How Reverse Osmosis Works

A reverse osmosis membrane has pores small enough to exclude virtually anything that isn’t water — approximately 0.0001–0.001 microns. Water is forced through the membrane under household pressure, and dissolved minerals, metals, and chemicals — arsenic, PFAS, nitrate, lead, chlorine, and dissolved solids — stay behind and are flushed to the drain.

A residential RO system is a staged process, not just the membrane:

  1. Sediment pre-filter — removes particles, rust, and sediment that would wear down the membrane
  2. Carbon pre-filter(s) — removes chlorine and chloramines, which degrade the membrane over time
  3. RO membrane — the core filtration stage; rejects 90–99% of dissolved contaminants
  4. Pressurized storage tank — holds filtered water so it’s ready on demand
  5. Carbon post-filter (polishing stage) — a final pass to polish stored water before it reaches your faucet

What Reverse Osmosis Removes

A note on arsenic and chlorination: Some argue that RO is less effective against arsenic III (trivalent arsenic). This is technically true in unchlorinated water. Because East Valley municipal water is chlorinated, a significant portion of arsenic III is oxidized to arsenic V — which RO removes at 95%+. This is not a meaningful limitation for city water customers in our service area.

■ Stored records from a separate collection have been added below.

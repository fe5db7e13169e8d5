//! Stock-related types for the TRIZ Trade REST API.

use chrono::{DateTime, Utc};
use serde::{Deserialize, Serialize};

/// Candle interval for stock price history.
///
/// Matches the intervals accepted by GET /api/v1/stocks/{id}/prices.
#[derive(Debug, Clone, Copy, Default, PartialEq, Eq, Hash, Serialize, Deserialize)]
pub enum Interval {
    /// One minute
    #[serde(rename = "1m")]
    OneMinute,
    /// Five minutes
    #[serde(rename = "5m")]
    FiveMinutes,
    /// Fifteen minutes
    #[serde(rename = "15m")]
    FifteenMinutes,
    /// Thirty minutes
    #[serde(rename = "30m")]
    ThirtyMinutes,
    /// One hour
    #[serde(rename = "1h")]
    OneHour,
    /// One day
    #[default]
    #[serde(rename = "1d")]
    OneDay,
}

impl Interval {
    /// String form used in query parameters.
    pub fn as_str(&self) -> &'static str {
        match self {
            Interval::OneMinute => "1m",
            Interval::FiveMinutes => "5m",
            Interval::FifteenMinutes => "15m",
            Interval::ThirtyMinutes => "30m",
            Interval::OneHour => "1h",
            Interval::OneDay => "1d",
        }
    }
}

impl std::fmt::Display for Interval {
    fn fmt(&self, f: &mut std::fmt::Formatter<'_>) -> std::fmt::Result {
        f.write_str(self.as_str())
    }
}

/// A tracked BIST stock with its latest quote.
#[derive(Debug, Clone, Serialize, Deserialize)]
pub struct Stock {
    /// Stock identifier
    pub id: String,
    /// Ticker symbol (e.g. "THYAO")
    pub symbol: String,
    /// Company name
    pub name: String,
    /// Business sector
    pub sector: String,
    /// Last traded price
    pub price: f64,
    /// Price change since previous close
    pub change: f64,
    /// Percentage change since previous close
    pub change_percent: f64,
    /// Trading volume
    pub volume: u64,
    /// Market capitalization
    #[serde(skip_serializing_if = "Option::is_none")]
    pub market_cap: Option<f64>,
    /// Quote timestamp
    pub last_update: DateTime<Utc>,
}

/// A single stock price history point.
#[derive(Debug, Clone, Serialize, Deserialize)]
pub struct StockPrice {
    /// Observation timestamp
    pub timestamp: DateTime<Utc>,
    /// Price at the observation
    pub price: f64,
    /// Change against the previous observation
    pub change: f64,
    /// Percentage change against the previous observation
    pub change_percent: f64,
    /// Trading volume over the interval
    #[serde(skip_serializing_if = "Option::is_none")]
    pub volume: Option<u64>,
    /// Open price over the interval
    #[serde(skip_serializing_if = "Option::is_none")]
    pub open: Option<f64>,
    /// High price over the interval
    #[serde(skip_serializing_if = "Option::is_none")]
    pub high: Option<f64>,
    /// Low price over the interval
    #[serde(skip_serializing_if = "Option::is_none")]
    pub low: Option<f64>,
    /// Close price over the interval
    #[serde(skip_serializing_if = "Option::is_none")]
    pub close: Option<f64>,
}

/// Query parameters for GET /api/v1/stocks/.
#[derive(Debug, Clone, Default, PartialEq, Eq)]
pub struct StockListParams {
    /// Page number (1-based)
    pub page: Option<u32>,
    /// Page size (1-100)
    pub size: Option<u32>,
    /// Free-text search over symbol and name
    pub search: Option<String>,
    /// Sector filter
    pub sector: Option<String>,
}

impl StockListParams {
    /// Create empty params (backend defaults: page 1, size 20).
    pub fn new() -> Self {
        Self::default()
    }

    /// Set the page number.
    pub fn with_page(mut self, page: u32) -> Self {
        self.page = Some(page);
        self
    }

    /// Set the page size.
    pub fn with_size(mut self, size: u32) -> Self {
        self.size = Some(size);
        self
    }

    /// Set the search string.
    pub fn with_search(mut self, search: impl Into<String>) -> Self {
        self.search = Some(search.into());
        self
    }

    /// Set the sector filter.
    pub fn with_sector(mut self, sector: impl Into<String>) -> Self {
        self.sector = Some(sector.into());
        self
    }
}

/// Query parameters for GET /api/v1/stocks/{id}/prices.
#[derive(Debug, Clone, Default, PartialEq, Eq)]
pub struct StockPricesParams {
    /// Candle interval (backend default: 1d)
    pub interval: Option<Interval>,
    /// Range start (backend default: 30 days back)
    pub start_date: Option<DateTime<Utc>>,
    /// Range end (backend default: now)
    pub end_date: Option<DateTime<Utc>>,
}

impl StockPricesParams {
    /// Create empty params.
    pub fn new() -> Self {
        Self::default()
    }

    /// Set the candle interval.
    pub fn with_interval(mut self, interval: Interval) -> Self {
        self.interval = Some(interval);
        self
    }

    /// Set the date range.
    pub fn with_date_range(mut self, start: DateTime<Utc>, end: DateTime<Utc>) -> Self {
        self.start_date = Some(start);
        self.end_date = Some(end);
        self
    }
}

/// Response for GET /api/v1/stocks/.
#[derive(Debug, Clone, Serialize, Deserialize)]
pub struct StocksResponse {
    /// One page of stocks
    pub stocks: Vec<Stock>,
    /// Total count across all pages
    pub total: u64,
    /// Echoed page number
    pub page: u32,
    /// Echoed page size
    pub size: u32,
}

/// Response for GET /api/v1/stocks/{id}.
#[derive(Debug, Clone, Serialize, Deserialize)]
pub struct StockDetailResponse {
    /// Stock with its latest quote
    pub stock: Stock,
    /// Price history over the requested window
    pub price_history: Vec<StockPrice>,
}

/// Response for GET /api/v1/stocks/{id}/prices.
#[derive(Debug, Clone, Serialize, Deserialize)]
pub struct StockPricesResponse {
    /// Stock identifier
    pub stock_id: String,
    /// Interval used
    pub interval: String,
    /// Range start
    pub start_date: DateTime<Utc>,
    /// Range end
    pub end_date: DateTime<Utc>,
    /// Price points, oldest first
    pub prices: Vec<StockPrice>,
}

/// Response for GET /api/v1/stocks/sectors/list.
#[derive(Debug, Clone, Serialize, Deserialize)]
pub struct SectorsResponse {
    /// Distinct sectors across tracked stocks
    pub sectors: Vec<String>,
}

Under-Sink RO and Whole-Home Filtration

These aren’t competing options — they solve different problems and work best together.

Whole-home filtration (sediment, carbon, and softener stages) treats every gallon that enters the house. These systems do important work, but none of them touch arsenic, PFAS, or nitrate. Not even partially. If you have an existing system and want confirmation, we’ll test your water.

Under-sink RO picks up where whole-home filtration stops. It installs in the cabinet under the kitchen sink, delivers purified water through a dedicated faucet, and reduces TDS by 90–99%, removes arsenic at 95%+, and eliminates PFAS and nitrate. It treats the water you drink and cook with — the water that actually enters your body.

A whole-home filtration system is not a substitute for RO. The contaminants that make East Valley water genuinely concerning — arsenic near the legal limit, PFAS well above upcoming federal limits, nitrate approaching the MCL — require a membrane. Chlorine removal and scale prevention are valuable, but they don’t get you there.

The right setup for most East Valley homes is both: whole-home filtration for plumbing and appliances, under-sink RO for drinking and cooking water. See Whole Home Filtration for how the treatment stages stack together, and Water Softeners for detail on hardness and scale protection.


Filter Maintenance Schedule

An RO system lasts for years with routine filter changes. Skipping maintenance — particularly on the pre-filters — shortens membrane life and degrades water quality.

Stage Replacement Interval
Sediment pre-filter Every 6–12 months
Carbon pre-filter(s) Every 6–12 months
RO membrane Every 2–3 years
Carbon post-filter Every 12 months

Frequently Asked Questions

Does RO remove even the beneficial minerals?
Yes. RO doesn’t discriminate — it removes dissolved contaminants and beneficial minerals alike. We can install a final remineralizing stage that adds back calcium and magnesium after the membrane, or you can remineralize manually with trace mineral drops. Either approach gives you purified water with the mineral content you want.
How much water does an RO system waste?
Modern high-efficiency RO systems produce roughly 1:1 — one gallon of purified water per gallon sent to the drain. Older or budget systems can run 3:1 to 5:1. The reject water carries concentrated contaminants out to the drain line. It can’t be recaptured, but a high-efficiency system minimizes the loss.
How does RO water taste?
Most customers notice an immediate difference. The mineral heaviness, chlorine aftertaste, and sulfate bitterness that characterize East Valley tap water are gone. Coffee, tea, and cooking water taste noticeably cleaner.
Can I connect the RO system to my refrigerator?
Yes. We can plumb a dedicated line from the RO system to the ice maker and water dispenser during installation, or return for an add-on visit if you decide to add it later. Many newer homes are already pre-plumbed with a line from under the sink to the fridge. One note: do not run RO water through your refrigerator’s built-in filter — some fridges operate without it, others require a bypass cap (several manufacturers will ship one free of charge).
Do I need RO if I already have a water softener or whole-home filtration system?
They serve different purposes. A softener handles hardness and scale — it protects your pipes, appliances, shower glass, laundry, and dishes, and it does that job well. RO handles what a softener can’t: arsenic, PFAS, nitrate, and TDS at the drinking tap. For East Valley water quality, both are the right call.